PEW: i deserved that
LM: You didn't ask for an explanation. You made immediate, incorrect assumptions, and started with accusations. When I explained the situation, clearly and rationally first, you called me a liar.
PEW: well you didn't even think that I was up with S1 the night before and then up at 5:30 to work in an exhausting environment
LM: That's why. Wrong again. I told you then, I'll tell you now...
PEW: and you had the nerve to close your eyes when I came home
LM: I understand COMPLETELY when you're tired. You operate like your tiredness precludes my tiredness. As if, because you worked hard all day, I have no right to be tired. You think I didn't wake up when S1 did?

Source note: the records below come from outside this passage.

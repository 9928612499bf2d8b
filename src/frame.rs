use crate::constants::*;
use crate::dom;
use crate::events::CardGestures;
use crate::overlay;
use crate::scene::CardScene;
use card_core::{FrameStats, GestureEngine, PerformanceMonitor};
use instant::Instant;
use std::cell::RefCell;
use std::rc::Rc;
use wasm_bindgen::closure::Closure;
use wasm_bindgen::JsCast;
use web_sys as web;

pub struct FrameContext {
    pub document: web::Document,
    pub card: web::HtmlElement,
    pub scene: Rc<RefCell<CardScene>>,
    pub gestures: Rc<RefCell<GestureEngine<CardGestures>>>,

    pub stats: FrameStats,
    pub monitor: PerformanceMonitor,
    pub last_instant: Instant,
    pub last_transform: String,
    pub last_accent: String,
}

impl FrameContext {
    pub fn frame(&mut self) {
        let now = Instant::now();
        let dt_ms = (now - self.last_instant).as_secs_f64() * 1000.0;
        self.last_instant = now;
        let now_ms = instant::now();
        self.monitor.begin("frame", now_ms);

        // gesture callbacks borrow the scene, so tick before borrowing it here
        self.gestures.borrow_mut().tick(now_ms);

        let (transform, accent, zoom) = {
            let mut scene = self.scene.borrow_mut();
            if scene.advance(dt_ms) {
                self.stats.note_update();
            }
            (scene.transform_css(), scene.accent().to_css(), scene.zoom())
        };

        // avoid style invalidation when nothing moved
        if transform != self.last_transform {
            dom::set_style(&self.card, "transform", &transform);
            self.last_transform = transform;
        }
        if accent != self.last_accent {
            dom::set_style(&self.card, ACCENT_PROPERTY, &accent);
            self.last_accent = accent;
        }

        self.monitor.end("frame", instant::now());
        if let Some(metrics) = self.stats.frame(now_ms) {
            log::debug!("[anim] {} fps, {} rotation updates", metrics.fps, metrics.updates);
            if !overlay::is_hidden(&self.document) {
                overlay::update_stats(&self.document, metrics, self.monitor.average("frame"), zoom);
            }
        }
    }
}

pub fn start_loop(frame_ctx: Rc<RefCell<FrameContext>>) {
    let tick: Rc<RefCell<Option<Closure<dyn FnMut()>>>> = Rc::new(RefCell::new(None));
    let tick_clone = tick.clone();
    let frame_ctx_tick = frame_ctx.clone();
    *tick.borrow_mut() = Some(Closure::wrap(Box::new(move || {
        frame_ctx_tick.borrow_mut().frame();
        request_frame(&tick_clone);
    }) as Box<dyn FnMut()>));
    request_frame(&tick);
}

fn request_frame(tick: &Rc<RefCell<Option<Closure<dyn FnMut()>>>>) {
    let Some(w) = web::window() else {
        return;
    };
    if let Some(cb) = tick.borrow().as_ref() {
        _ = w.request_animation_frame(cb.as_ref().unchecked_ref());
    }
}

Another creepy issue. I wasn't "allowed to be tired" because she was regularly more tired than me. If she was tired, I couldn't be tired. We're not talking about - hey, don't be lazing around and napping - she would get pissed if I simply expressed being tired. Crazymaking.
PEW: no it doesn't, but you never think of me
LM: You think I didn't hear the dog’s 2 or 3 asthma attacks?
PEW: if you did you would have gotten up to greet me with the kids
LM: How is my being tired "not thinking of you?" This is where your rationale defies explanation. At NO TIME did I deny your right to be tired. Quite the opposite.
PEW: not really. only to you
LM: It does. Now you just create things to be pissed about. If I did I would come up to greet you?
PEW: no I don't
LM: When, in our entire relationship... have you ever "greeted me" when I got home from work? Now, I have to "greet" you?
PEW: I say Hi when you come home. when we're speaking
LM: Almost EVERY single day you work, the first question out of my mouth was "how was your day" or "how was work." When do you ever do that?
PEW: this is ridiculous. at what point do we say that this relationship is not successful and never will be
LM: Even when you're perpetually pissed at me... I ask "how was work?"
PEW: we're going on 10 years together
LM: But you won't acknowledge that.
PEW: congratulations LM. that doesn't win you a prize
LM: What kind of person tells another... "We're at an impasse and I don't know when I'll get over it." See how you operate? You say one thing, and when I prove otherwise, you say things like "well, that won't win you a prize." Childish. Do you see what I say "okay, this conversation is over?"